Serotonin-dopamine antagonists (SDAs) offer the possibility of improved treatment of schizophrenia compared with conventional neuroleptics and have superior safety profiles. Clinical trial data have so far been published for only three SDAs to date, namely, risperidone, sertindole, and olanzapine. Of these, extensive data are available only for risperidone, showing that at doses of 4 to 16 mg/day, it is superior to haloperidol at 10 to 20 mg/day. Furthermore, risperidone, 6 and 16 mg/day, significantly improved negative/symptoms, whereas 20 mg/day of haloperidol was ineffective. Risperidone also appears to cause fewer extrapyrimidal symptoms (EPS) than haloperidol, 10 or 20 mg/day.

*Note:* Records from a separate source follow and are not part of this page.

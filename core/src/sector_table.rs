//! Calibrated per-sector coefficients.
//!
//! RULE: the table is built once (from config files or test defaults)
//! and is read-only afterwards. Models share it through an Arc and only
//! ever call lookup().

use crate::{
    error::{ImpactError, ImpactResult, ValidationReason},
    types::SectorCode,
};
use serde::{Deserialize, Serialize};
use std::collections::BTreeMap;

/// Jobs created per $1M invested.
#[derive(Debug, Clone, Copy, Serialize, Deserialize, PartialEq)]
pub struct JobMultipliers {
    pub direct:   f64,
    pub indirect: f64,
    pub induced:  f64,
}

#[derive(Debug, Clone, Copy, Serialize, Deserialize, PartialEq)]
pub struct MultiplierEffect {
    pub output:     f64,
    pub employment: f64,
    pub income:     f64,
}

/// Revenue ramp used by the year-by-year GDP projection.
#[derive(Debug, Clone, Copy, Serialize, Deserialize, PartialEq)]
pub struct RevenueAssumptions {
    pub growth:     f64,
    pub ramp_years: u32,
}

/// Workforce composition of the jobs a sector creates, in percent.
#[derive(Debug, Clone, Copy, Serialize, Deserialize, PartialEq)]
pub struct SkillsDistribution {
    pub unskilled:    f64,
    pub semi_skilled: f64,
    pub skilled:      f64,
    pub professional: f64,
}

/// Manufacturing mix, used when a profile does not specify one.
impl Default for SkillsDistribution {
    fn default() -> Self {
        Self { unskilled: 25.0, semi_skilled: 40.0, skilled: 25.0, professional: 10.0 }
    }
}

impl SkillsDistribution {
    pub fn total(&self) -> f64 {
        self.unskilled + self.semi_skilled + self.skilled + self.professional
    }
}

/// Share of jobs held by women when a profile does not specify one.
pub const DEFAULT_FEMALE_SHARE: f64 = 0.30;

fn default_female_share() -> f64 {
    DEFAULT_FEMALE_SHARE
}

/// Shift applied on top of the scenario's return distribution.
#[derive(Debug, Clone, Copy, Default, Serialize, Deserialize, PartialEq)]
pub struct RiskAdjustment {
    pub return_adj: f64,
    pub vol_adj:    f64,
}

#[derive(Debug, Clone, Serialize, Deserialize, PartialEq)]
pub struct SectorProfile {
    pub code: SectorCode,
    #[serde(default)]
    pub label: String,
    pub job_multipliers: JobMultipliers,
    pub gdp_output_multiplier: f64,
    pub multiplier_effect: MultiplierEffect,
    pub annual_return_rate: f64,
    pub revenue: RevenueAssumptions,
    #[serde(default)]
    pub skills: SkillsDistribution,
    /// Fraction of jobs held by women, in [0, 1].
    #[serde(default = "default_female_share")]
    pub female_share: f64,
    #[serde(default)]
    pub risk: RiskAdjustment,
}

impl SectorProfile {
    /// Reject coefficients that would make a model produce nonsense.
    fn validate(&self) -> ImpactResult<()> {
        let field = |name: &str| format!("sectors.{}.{name}", self.code);

        if self.code.trim().is_empty() {
            return Err(ImpactError::validation("sectors.code", ValidationReason::Empty));
        }

        let positives = [
            ("job_multipliers.direct",   self.job_multipliers.direct),
            ("job_multipliers.indirect", self.job_multipliers.indirect),
            ("job_multipliers.induced",  self.job_multipliers.induced),
        ];
        for (name, value) in positives {
            if !value.is_finite() {
                return Err(ImpactError::validation(field(name), ValidationReason::NotFinite));
            }
            if value <= 0.0 {
                return Err(ImpactError::validation(field(name), ValidationReason::NotPositive));
            }
        }

        let at_least_one = [
            ("gdp_output_multiplier",        self.gdp_output_multiplier),
            ("multiplier_effect.output",     self.multiplier_effect.output),
            ("multiplier_effect.employment", self.multiplier_effect.employment),
            ("multiplier_effect.income",     self.multiplier_effect.income),
        ];
        for (name, value) in at_least_one {
            if !value.is_finite() || value < 1.0 {
                return Err(ImpactError::validation(
                    field(name),
                    ValidationReason::BelowMinimum { min: 1.0 },
                ));
            }
        }

        if !(0.0..=1.0).contains(&self.annual_return_rate) {
            return Err(ImpactError::validation(
                field("annual_return_rate"),
                ValidationReason::OutOfRange { min: 0.0, max: 1.0 },
            ));
        }

        if !self.revenue.growth.is_finite() {
            return Err(ImpactError::validation(field("revenue.growth"), ValidationReason::NotFinite));
        }
        if self.revenue.ramp_years == 0 {
            return Err(ImpactError::validation(
                field("revenue.ramp_years"),
                ValidationReason::BelowMinimum { min: 1.0 },
            ));
        }

        let skills = [
            ("skills.unskilled",    self.skills.unskilled),
            ("skills.semi_skilled", self.skills.semi_skilled),
            ("skills.skilled",      self.skills.skilled),
            ("skills.professional", self.skills.professional),
        ];
        for (name, value) in skills {
            if !value.is_finite() || value < 0.0 {
                return Err(ImpactError::validation(
                    field(name),
                    ValidationReason::BelowMinimum { min: 0.0 },
                ));
            }
        }
        if (self.skills.total() - 100.0).abs() > 1e-6 {
            return Err(ImpactError::validation(
                field("skills"),
                ValidationReason::OutOfRange { min: 100.0, max: 100.0 },
            ));
        }
        if !(0.0..=1.0).contains(&self.female_share) {
            return Err(ImpactError::validation(
                field("female_share"),
                ValidationReason::OutOfRange { min: 0.0, max: 1.0 },
            ));
        }

        if !self.risk.return_adj.is_finite() || !self.risk.vol_adj.is_finite() {
            return Err(ImpactError::validation(field("risk"), ValidationReason::NotFinite));
        }
        Ok(())
    }
}

/// All sector profiles keyed by normalised (upper-case) code.
#[derive(Debug, Clone, PartialEq)]
pub struct SectorTable {
    profiles: BTreeMap<SectorCode, SectorProfile>,
}

impl SectorTable {
    /// Build a table, validating every profile and rejecting duplicates.
    pub fn from_profiles(profiles: Vec<SectorProfile>) -> ImpactResult<Self> {
        if profiles.is_empty() {
            return Err(ImpactError::validation("sectors", ValidationReason::Empty));
        }

        let mut map = BTreeMap::new();
        for mut profile in profiles {
            profile.validate()?;
            let key = normalise(&profile.code);
            profile.code = key.clone();
            if map.contains_key(&key) {
                return Err(ImpactError::validation(
                    format!("sectors.{key}"),
                    ValidationReason::Duplicate,
                ));
            }
            map.insert(key, profile);
        }
        Ok(Self { profiles: map })
    }

    pub fn lookup(&self, code: &str) -> ImpactResult<&SectorProfile> {
        self.profiles
            .get(&normalise(code))
            .ok_or_else(|| ImpactError::UnknownSector { code: code.to_string() })
    }

    pub fn contains(&self, code: &str) -> bool {
        self.profiles.contains_key(&normalise(code))
    }

    /// Configured codes in sorted order.
    pub fn codes(&self) -> Vec<&str> {
        self.profiles.keys().map(String::as_str).collect()
    }

    pub fn profiles(&self) -> impl Iterator<Item = &SectorProfile> {
        self.profiles.values()
    }

    pub fn len(&self) -> usize {
        self.profiles.len()
    }

    pub fn is_empty(&self) -> bool {
        self.profiles.is_empty()
    }

    /// Table with hardcoded calibration for use in unit tests.
    /// Goes through from_profiles() so it obeys the same rules as loaded data.
    pub fn default_test() -> Self {
        let profiles = vec![
            SectorProfile {
                code: "MIN".into(),
                label: "Mining & Quarrying".into(),
                job_multipliers: JobMultipliers { direct: 2.1, indirect: 1.8, induced: 1.3 },
                gdp_output_multiplier: 1.45,
                multiplier_effect: MultiplierEffect { output: 1.45, employment: 1.35, income: 1.30 },
                annual_return_rate: 0.18,
                revenue: RevenueAssumptions { growth: 0.08, ramp_years: 3 },
                skills: SkillsDistribution { unskilled: 30.0, semi_skilled: 35.0, skilled: 25.0, professional: 10.0 },
                female_share: 0.30,
                risk: RiskAdjustment { return_adj: 0.03, vol_adj: 0.05 },
            },
            SectorProfile {
                code: "AGR".into(),
                label: "Agriculture".into(),
                job_multipliers: JobMultipliers { direct: 8.5, indirect: 4.2, induced: 3.1 },
                gdp_output_multiplier: 1.65,
                multiplier_effect: MultiplierEffect { output: 1.65, employment: 2.10, income: 1.55 },
                annual_return_rate: 0.12,
                revenue: RevenueAssumptions { growth: 0.06, ramp_years: 2 },
                skills: SkillsDistribution { unskilled: 45.0, semi_skilled: 30.0, skilled: 18.0, professional: 7.0 },
                female_share: 0.40,
                risk: RiskAdjustment { return_adj: -0.02, vol_adj: 0.08 },
            },
            SectorProfile {
                code: "ICT".into(),
                label: "ICT".into(),
                job_multipliers: JobMultipliers { direct: 3.5, indirect: 2.8, induced: 2.0 },
                gdp_output_multiplier: 1.80,
                multiplier_effect: MultiplierEffect { output: 1.80, employment: 1.60, income: 1.70 },
                annual_return_rate: 0.22,
                revenue: RevenueAssumptions { growth: 0.15, ramp_years: 1 },
                skills: SkillsDistribution { unskilled: 5.0, semi_skilled: 15.0, skilled: 45.0, professional: 35.0 },
                female_share: 0.30,
                risk: RiskAdjustment { return_adj: 0.05, vol_adj: 0.04 },
            },
            SectorProfile {
                code: "INF".into(),
                label: "Infrastructure".into(),
                job_multipliers: JobMultipliers { direct: 5.5, indirect: 3.8, induced: 2.5 },
                gdp_output_multiplier: 1.75,
                multiplier_effect: MultiplierEffect { output: 1.75, employment: 2.00, income: 1.55 },
                annual_return_rate: 0.08,
                revenue: RevenueAssumptions { growth: 0.06, ramp_years: 3 },
                skills: SkillsDistribution { unskilled: 40.0, semi_skilled: 30.0, skilled: 20.0, professional: 10.0 },
                female_share: 0.30,
                risk: RiskAdjustment { return_adj: -0.02, vol_adj: 0.02 },
            },
        ];
        Self::from_profiles(profiles)
            .unwrap_or_else(|e| panic!("built-in test calibration is invalid: {e}"))
    }
}

fn normalise(code: &str) -> String {
    code.trim().to_ascii_uppercase()
}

Similar advantages of risperidone over perphenazine have also been found. A clinical trial of sertindole showed that, at 20 mg/day, it was equivalent to haloperidol, 16 mg/day, and caused fewer EPS. Olanzapine, a chemical derivative of clozapine, has also been shown to be superior to haloperidol (10 to 20 mg/day) at doses of 7.5 to 17.5 mg/day. In addition, at doses of 12.5 to 17.5 mg/day, olanzapine was found to have a significantly superior effect on negative symptoms over haloperidol, 10 to 20 mg/day. Doses of up to 17.5 mg/day of olanzapine also caused fewer EPS than haloperidol, 10 to 20 mg/day. There was no evidence of any leukopenia in patients treated with olanzapine in this small study (N = 335). The low EPS liability of these SDAs, combined with their efficacy, suggests that SDAs should become the mainstay of treatment for schizophrenia.